Marine species declined by an average of 25 per cent in the Pacific, Atlantic, Indian and Southern Oceans. The index monitored 274 species and there was particular concern about the loss of cod, tuna and turtles.

Late last century the land habitat that vanished fastest were tropical grassland, flooded grasslands and savannas, and tropical dry forests. They were replaced with either crops or grazing land for livestock.

Mangroves were highlighted as the most endangered habitat, with more than a third being lost to developments between 1990 and 2000, twice the rate at which tropical forests are being destroyed.

Jonathan Loh, of the Zoological Society of London, one of the authors of the report, said: “The Living Planet Index is a stark indication of the rapid and ongoing loss of biodiversity worldwide.

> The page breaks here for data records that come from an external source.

//! Document store traits and implementations.
//!
//! This module defines [`DocumentStore`], the remote read/query/write surface
//! the batch editor depends on, and [`IdentityProvider`], which tells the
//! caller whose credential the store is using. Implementations:
//!
//! - [`MediaWikiStore`]: the MediaWiki Action API over HTTPS.
//! - [`ReadOnlyStore`]: wraps another store and drops saves (dry runs).
//! - `MockStore` (feature `mock`): in-memory, for tests.

mod mediawiki;
#[cfg(feature = "mock")]
mod mock;
mod ro;

pub use self::mediawiki::{MediaWikiOptions, MediaWikiStore};
#[cfg(feature = "mock")]
pub use self::mock::MockStore;
pub use self::ro::ReadOnlyStore;
use crate::error::Result;
use crate::models::{Document, Edit, Identity, ImageRecord, UploadRange};
use async_trait::async_trait;
use futures::Stream;
use std::pin::Pin;

/// One page of range query results, or why that page could not be read.
pub type RecordPageStream<'a> = Pin<Box<dyn Stream<Item = Result<Vec<ImageRecord>>> + Send + 'a>>;

/// Remote pages and file metadata.
///
/// # Range queries
/// [`query_range()`](Self::query_range) yields pages of records ordered by
/// ascending upload time. An `Err` item whose kind is
/// [`page-local`](crate::error::ErrorKind::is_page_local) only affects that
/// page and the stream carries on; any other error is yielded once and
/// ends the stream.
///
/// # Examples
///
/// ```
/// use futures::StreamExt;
/// use dtz_store::{DocumentStore, UploadRange, error::Result};
///
/// async fn count_uploads(store: &dyn DocumentStore, range: &UploadRange) -> Result<usize> {
///     let mut pages = store.query_range(range, 100);
///     let mut count = 0;
///     while let Some(page) = pages.next().await {
///         count += page?.len();
///     }
///     Ok(count)
/// }
/// ```
#[async_trait]
pub trait DocumentStore: Send + Sync {
    /// Name of the store, used for logging only.
    fn name(&self) -> &str;

    /// Fetch the current text of a page with its concurrency token.
    ///
    /// Returns [`NotFound`](crate::error::ErrorKind::NotFound) if the page
    /// does not exist.
    async fn fetch(&self, title: &str) -> Result<Document>;

    /// Look up upload information for specific files.
    ///
    /// Asking for the same title twice yields a single record. Returns
    /// [`NotFound`](crate::error::ErrorKind::NotFound) if any file does not
    /// exist.
    async fn query_by_title(&self, titles: &[String]) -> Result<Vec<ImageRecord>>;

    /// Stream the uploads of `range.user` between `range.start` and
    /// `range.end` (both inclusive), at most `page_size` per page.
    fn query_range<'a>(&'a self, range: &'a UploadRange, page_size: u32) -> RecordPageStream<'a>;

    /// Replace a page's text, failing if the page changed since `edit.token`.
    async fn save(&self, edit: &Edit) -> Result<()>;
}

/// Resolves the credential a store is configured with to a user.
#[async_trait]
pub trait IdentityProvider: Send + Sync {
    /// Returns the identity behind the credential, failing with
    /// [`Forbidden`](crate::error::ErrorKind::Forbidden) if it may not edit.
    async fn resolve_identity(&self) -> Result<Identity>;
}
//! Time Zone Error Types
//!
//! Structured errors using `exn` for automatic location tracking and error
//! tree construction.

use derive_more::{Display, Error};

/// A time zone error with automatic location tracking.
pub type Error = exn::Exn<ErrorKind>;
/// Result type alias for time zone operations.
pub type Result<T> = std::result::Result<T, Error>;

/// Actionable error categories.
///
/// These describe what the caller should *do*, not what went wrong internally.
#[derive(Debug, Display, Error, Clone, PartialEq, Eq)]
pub enum ErrorKind {
    /// A zone was given, but is neither a numeric offset nor a known region.
    #[display("{reason}: {value}")]
    InvalidZone {
        /// The zone as it was given.
        value: String,
        /// Why it was rejected.
        reason: &'static str,
    },
    /// Neither zone of a pair was given.
    #[display("Please supply at least one time zone.")]
    NoZone,
    /// A capture timestamp does not match `YYYY:MM:DD HH:MM:SS`.
    #[display("failed to parse the timestamp: {_0}")]
    InvalidTimestamp(#[error(not(source))] String),
}

impl ErrorKind {
    /// Returns `true` if retrying might succeed.
    pub fn is_retryable(&self) -> bool {
        // Zones and timestamps are either valid or they're not.
        false
    }
}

“Populations of species in terrestrial, marine and freshwater ecosystems have declined by more than 30 per cent since 1970, a rate that is unprecedented in human history. In the tropics the declines are even more dramatic, as natural resources are being intensively exploited for human use.”

His colleague, Ben Collen, added: “It makes depressing reading. It’s another stark indication that we are losing biodiversity at an unprecedented rate. But one of the messages is we do have a choice at this point. We can moderate our consumption and become a less throwaway society.”

The ecological footprint is designed to measure the extent of human demand on the land and seas, and the report concludes that, for the past two decades, people have been turning resources into waste faster than the planet can turn waste back into plants and creatures. “Humanity is no longer living off Nature’s interest but drawing down its capital,” the authors said.

“This growing pressure on ecosystems is causing habitat destruction or degredation and permanent loss of productivity, threatening both biodiversity and human wellbeing.”

They called for radical changes in human consumption, and said that a 50 per cent reduction in carbon-dioxide emissions and fish catches would make it possible to close the gap between resource use and replacement by 2080.

The report added: “Moving towards sustainability depends on significant action now. Population size changes slowly, and human-made capital — homes, cars, roads, factories or power plants — can last for many decades.

“Given the slow response of many biological systems, there is likely to be a considerable time lag before ecosystems benefit significantly from people’s positive actions.

“We share the Earth with five to ten million species or more. By choosing how much of the planet’s biocapacity we appropriate, we determine how much is left for their use.

“To maintain biodiversity it is essential that a part of the biospehere’s productive capacity is reserved for the survival of other species.”

James Leape, WWF’s director-general said: “We are using the planet’s resources faster than they can be renewed. We need to stop. We must balance our consumption with the natural world’s capacity to regenerate and absorb our wastes. If we do not, we risk irreversible damage. As countries improve the wellbeing of their people they are bypassing the goal of sustainability and going into what we call ‘overshoot’ — using far more resources than the planet can sustain.”

The calculations for the report are based on figures up to 2003. In 2003 the global ecological footprint was calculated to total 14.1 hectares. Only 11.2 hectares of the world’s productive surface was restored to previous levels.

Among the animals to have suffered the largest declines is the saiga antelope, whose numbers have dropped by 90 per cent in the past decade because of hunting in Mongolia.

Wildebeest have declined by 20 per cent in the past 30 years because of encroachments on their migration routes by farmers. Polar bears have suffered population falls of up to 30 per cent, mainly because of the loss of sea ice, which is attributed to global warming.

In Britain, the corncrake was one of the animals monitored. From 1970 to
1993 there was a fall from 3,250 calling males to 478, a reduction of 80 per cent. But since then conservation programmes have halted the decline and helped the species to recover slightly.

In the marine environment, the creatures that are among the worst affected include the endangered fin whale, the jackass penguin and the dugong.